The synchronization of cell excitation requires that the cells be electrically or mechanically coupled. While we cannot completely exclude mechanical coupling from our experiments, cells usually exhibited minimized contraction activity when transferred from the DMEM into the pure Tyrode solution, which was used for the observations under the confocal microscope. For that purpose, the HL-1 cells were incubated in the medium with epinephrine excluded. The absence of significant cell contractions is also evidenced by the slow scanning images which give sharp edges of the cell image, which otherwise would be fuzzy due to multiple contractions during the recording. The electrical coupling between cardiac cells is believed to be possible by the formation of gap junctions.6,8 However, an alternative explanation states that the formation of real pores between excitable cells is not obligatory for their electrical connection.9 Our experiments do not support or discourage any of the points of view above; we are proving the fact that a synchronized excitation develops in excitable cardiac cells of different origins when put in physical contact. Since the organized spread of the excitation in the cardiac tissue is a prerequisite for organized contraction of the heart, this finding might be important for regenerative medicine, as a proof of concept that grown biological implants would be able to functionally merge with the host tissue.

5. Conclusion

The problem of functionally merging graft cells with the host tissue has at least three major points:

- First, are the graft cells able to electrically couple and synchronize with the host tissue yet?

- Second, what is the molecular level mechanism of the graft–host coupling?

- Third, does the border between the implanted cells and the host tissue create any arrhythmogenic effect, such as anisotropy of propagation, frequency-dependent conduction block, etc.

In the present study, we mainly deal with the first question. The second question is addressed elsewhere in numerous publications. As for the third point, we found that some particularities of the excitation wave propagation across the border between the populations of different cells may exist; however, a detailed study of these effects and their possible arrhythmogenicity is beyond the scope of the presented work and studies will be performed further.

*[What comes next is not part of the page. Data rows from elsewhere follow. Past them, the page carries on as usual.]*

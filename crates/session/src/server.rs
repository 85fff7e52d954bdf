//! Sync Server - accepts WebSocket clients and runs one session per connection
//!
//! Sessions share nothing but the handler set and the event bus. Each runs
//! in its own task, so a slow or broken client never stalls another.

use dashmap::DashMap;
use dom::Document;
use serde::Serialize;
use std::net::SocketAddr;
use std::sync::Arc;
use tokio::net::{TcpListener, TcpStream};
use tokio_tungstenite::accept_async;
use uuid::Uuid;

use crate::error::Result;
use crate::events::{EventBus, SessionEvent};
use crate::handler::HandlerSet;
use crate::session::{ServerConfig, SyncSession};

/// Registry entry for a live session
#[derive(Debug, Clone, Serialize)]
pub struct SessionInfo {
    pub id: Uuid,
    pub peer: String,
}

pub struct SyncServer {
    listener: TcpListener,
    template: Document,
    handlers: Arc<HandlerSet>,
    event_bus: EventBus,
    sessions: Arc<DashMap<Uuid, SessionInfo>>,
}

impl SyncServer {
    /// Parse the template and bind the listener. Nothing is accepted until
    /// [`SyncServer::run`] is called.
    pub async fn bind(config: ServerConfig, handlers: HandlerSet) -> Result<Self> {
        let template = config.load_template()?;
        let listener = TcpListener::bind(&config.bind_addr).await?;

        Ok(Self {
            listener,
            template,
            handlers: Arc::new(handlers),
            event_bus: EventBus::new(),
            sessions: Arc::new(DashMap::new()),
        })
    }

    pub fn local_addr(&self) -> Result<SocketAddr> {
        Ok(self.listener.local_addr()?)
    }

    pub fn event_bus(&self) -> &EventBus {
        &self.event_bus
    }

    pub fn active_sessions(&self) -> Vec<SessionInfo> {
        self.sessions.iter().map(|entry| entry.value().clone()).collect()
    }

    pub fn session_count(&self) -> usize {
        self.sessions.len()
    }

    /// Accept connections forever
    pub async fn run(&self) -> Result<()> {
        tracing::info!("Sync server listening on {}", self.local_addr()?);

        loop {
            match self.listener.accept().await {
                Ok((stream, peer)) => self.spawn_session(stream, peer),
                Err(e) => tracing::warn!("Failed to accept connection: {}", e),
            }
        }
    }

    fn spawn_session(&self, stream: TcpStream, peer: SocketAddr) {
        let session = SyncSession::new(
            self.template.clone(),
            self.handlers.clone(),
            self.event_bus.clone(),
        );
        let sessions = self.sessions.clone();
        let event_bus = self.event_bus.clone();

        tokio::spawn(async move {
            let ws = match accept_async(stream).await {
                Ok(ws) => ws,
                Err(e) => {
                    tracing::warn!("WebSocket handshake with {} failed: {}", peer, e);
                    return;
                }
            };

            let session_id = session.id();
            sessions.insert(
                session_id,
                SessionInfo {
                    id: session_id,
                    peer: peer.to_string(),
                },
            );
            event_bus.publish(SessionEvent::Connected {
                session_id,
                peer: peer.to_string(),
            });

            let outcome = session.run(ws).await;
            sessions.remove(&session_id);

            match outcome {
                Ok(()) => event_bus.publish(SessionEvent::Disconnected { session_id }),
                Err(e) => {
                    tracing::warn!(session_id = %session_id, "Session failed: {}", e);
                    event_bus.publish(SessionEvent::Failed {
                        session_id,
                        reason: e.to_string(),
                    });
                }
            }
        });
    }
}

We thank K. Deisseroth (Stanford University, USA) for providing the pcDNA3.1/hChR2(H134R)-EYFP plasmid, D. Trono, Ecole Polytechnique Federale de Lausanne, Lausanne, Switzerland for providing lentivirus plasmids through Addgene, W. C. Claycomb (New Orleans, USA) for providing the HL-1 cell line, K. Zimmermann and A. Pfeifer (Institute of Pharmacology and Toxicology, University of Bonn, Germany) for preparing the pRRL-Ef1a-ChR2-EYFP lentivirus and M. Breitbach (Institute of Physiology 1, University of Bonn) for help with the cell sorting.

This work was supported by the German Research Foundation (SA 1785/5-1 and Research Training Group 1873 to P. S.) in the part related to the obtaining of HL-1 cells expressing ChR2 and their verification. The work was supported by the Russian Science Foundation grant # 16-15-10322 in the part related to the study of co-cultured tissue.